Flume-users,
In the event of an HDFS failure, I would like to durably fail events over to
the local collector disk. To that end, I've configured a failover sink in
the following manner :
config [logicalNodeName, rpcSource(54002), < lazyOpen stubbornAppend
collector(60000)
{escapedCustomDfs("hdfs://namenode/user/flume/%Y-%m-%d","send-%{rolltag}")}
? diskFailover insistentOpen stubbornAppend collector(60000)
{escapedCustomDfs("hdfs://namenode/user/flume/%Y-%m-%d","send-%{rolltag}")}
>]
I mock an HDFS connection failure by setting the directory permissions
on /user/flume/%Y-%m-%d
to readonly while the events are streaming.

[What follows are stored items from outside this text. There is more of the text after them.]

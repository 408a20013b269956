//! Shared fixtures: temporary store directories and `#!/bin/sh` stand-ins for engines.

#![allow(dead_code)]

use std::{
    fs,
    os::unix::fs::PermissionsExt,
    path::{Path, PathBuf},
    sync::{
        Arc,
        atomic::{AtomicUsize, Ordering},
    },
    time::Duration,
};

use async_trait::async_trait;
use offtex::{
    application::{
        compile::{
            CompileOptions, CompileService, EngineLocator, Invocation, ProcessRunner, RunOutcome,
            TokioProcessRunner,
        },
        documents::DocumentService,
        stores::{ArtifactStore, DocumentStore},
    },
    domain::{documents::DocumentRef, engine::EngineChoice},
    infra::storage::{FsArtifactStore, FsDocumentStore},
};
use tempfile::TempDir;

/// Sets `$out` to the output directory and `$doc` to the document argument.
const ARGUMENT_PRELUDE: &str = r#"#!/bin/sh
for arg in "$@"; do
  case "$arg" in
    -output-directory=*) out="${arg#-output-directory=}" ;;
    *.tex) doc="$arg" ;;
  esac
done
pdf="$out/${doc%.tex}.pdf"
"#;

pub const WRITES_PDF: &str = r#"printf '%%PDF-1.4 fake\n' > "$pdf"
exit 0
"#;

pub struct Workspace {
    _root: TempDir,
    bin_dir: PathBuf,
    documents: Arc<FsDocumentStore>,
    artifacts: Arc<FsArtifactStore>,
}

impl Workspace {
    pub fn new() -> Self {
        let root = tempfile::tempdir().expect("create temp dir");
        let bin_dir = root.path().join("bin");
        fs::create_dir_all(&bin_dir).expect("create bin dir");
        let documents =
            FsDocumentStore::open(root.path().join("tex_files")).expect("open document store");
        let artifacts =
            FsArtifactStore::open(root.path().join("pdf_output")).expect("open artifact store");
        Self {
            _root: root,
            bin_dir,
            documents: Arc::new(documents),
            artifacts: Arc::new(artifacts),
        }
    }

    pub fn documents_dir(&self) -> &Path {
        self.documents.directory()
    }

    pub fn artifacts_dir(&self) -> &Path {
        self.artifacts.directory()
    }

    /// Install a fake engine whose body runs after argument parsing.
    pub fn install_engine(&self, engine: EngineChoice, body: &str) {
        self.install_raw(engine, &format!("{ARGUMENT_PRELUDE}{body}"));
    }

    pub fn install_raw(&self, engine: EngineChoice, script: &str) {
        let path = self.bin_dir.join(engine.executable());
        fs::write(&path, script).expect("write fake engine");
        fs::set_permissions(&path, fs::Permissions::from_mode(0o755)).expect("chmod fake engine");
    }

    pub async fn add_document(&self, name: &str, content: &str) -> DocumentRef {
        let document = DocumentRef::parse(name).expect("valid document name");
        self.documents
            .write(&document, content)
            .await
            .expect("write document");
        document
    }

    /// A locator that only sees this workspace's fake engines.
    pub fn locator(&self) -> EngineLocator {
        EngineLocator::with_search_path(vec![self.bin_dir.clone()], "")
    }

    pub fn compile_service(
        &self,
        runner: Arc<dyn ProcessRunner>,
        options: CompileOptions,
    ) -> CompileService {
        let documents: Arc<dyn DocumentStore> = self.documents.clone();
        let artifacts: Arc<dyn ArtifactStore> = self.artifacts.clone();
        CompileService::new(documents, artifacts, self.locator(), runner, options)
    }

    pub fn document_service(&self) -> DocumentService {
        let documents: Arc<dyn DocumentStore> = self.documents.clone();
        let artifacts: Arc<dyn ArtifactStore> = self.artifacts.clone();
        DocumentService::new(documents, artifacts)
    }
}

pub fn options_with_timeout(timeout: Duration) -> CompileOptions {
    CompileOptions {
        timeout,
        ..CompileOptions::default()
    }
}

/// Real process runner that records every invocation it receives.
#[derive(Default)]
pub struct CountingRunner {
    inner: TokioProcessRunner,
    calls: AtomicUsize,
}

impl CountingRunner {
    pub fn calls(&self) -> usize {
        self.calls.load(Ordering::SeqCst)
    }
}

#[async_trait]
impl ProcessRunner for CountingRunner {
    async fn run(&self, invocation: &Invocation) -> RunOutcome {
        self.calls.fetch_add(1, Ordering::SeqCst);
        self.inner.run(invocation).await
    }
}

/// Whether `pid` has exited, allowing a few seconds for the kernel to tear it down.
/// An unreaped zombie counts as exited.
#[cfg(target_os = "linux")]
pub async fn process_gone(pid: &str) -> bool {
    let deadline = std::time::Instant::now() + Duration::from_secs(3);
    loop {
        let running = match fs::read_to_string(Path::new("/proc").join(pid).join("stat")) {
            Ok(stat) => stat
                .rsplit(')')
                .next()
                .and_then(|rest| rest.split_whitespace().next())
                .is_some_and(|state| state != "Z"),
            Err(_) => false,
        };
        if !running {
            return true;
        }
        if std::time::Instant::now() >= deadline {
            return false;
        }
        tokio::time::sleep(Duration::from_millis(50)).await;
    }
}
//! Kolosal Search - Main Entry Point

use clap::Parser;
use kolosal_search::cli::{cmd_check, cmd_models, cmd_search, Cli, Commands};

fn main() -> anyhow::Result<()> {
    // Initialize logging
    tracing_subscriber::fmt()
        .with_env_filter(
            tracing_subscriber::EnvFilter::try_from_default_env()
                .unwrap_or_else(|_| "kolosal_search=info".into()),
        )
        .init();

    let cli = Cli::parse();

    match cli.command {
        Commands::Search {
            data,
            config,
            objective,
            max_iterations,
            max_time,
            max_batches,
            n_jobs,
            strategy,
            seed,
            patience,
            checkpoint,
            describe,
        } => {
            cmd_search(
                &data,
                config.as_deref(),
                objective.as_deref(),
                max_iterations,
                max_time,
                max_batches,
                n_jobs,
                strategy.as_deref(),
                seed,
                patience,
                checkpoint.as_deref(),
                describe,
            )?;
        }
        Commands::Check { data } => {
            cmd_check(&data)?;
        }
        Commands::Models { problem } => {
            cmd_models(problem.as_deref())?;
        }
    }

    Ok(())
}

Examining the log in such a case, however, it looks that although the sink
keeps retrying HDFS per the backoff policy:
2011-10-16 23:25:19,375 INFO
com.cloudera.flume.handlers.debug.InsistentAppendDecorator: append attempt 9
failed, backoff (60000ms):
org.apache.hadoop.security.AccessControlException: Permission denied:
user=flume, access=WRITE
and a sequence failover file is created locally:
2011-10-16 23:25:20,644 INFO
com.cloudera.flume.handlers.hdfs.SeqfileEventSink: constructed new seqfile
event sink:
file=/tmp/flume-flume/agent/logicalNodeName/dfo_writing/20111016-232520644-0600.9362465244700638.00007977
2011-10-16 23:25:20,644 INFO
com.cloudera.flume.agent.diskfailover.NaiveFileFailoverManager: opening new
file for 20111016-232510634-0600.9362455234272014.00007977
The sequence file is, in fact, empty and events seem to be merely queued up
in memory rather than on disk.
Is this a valid use case? This might be overly cautious, but I would like
to persist events durably and prevent the logical node from queuing events
in memory in the event of HDFS connection failure.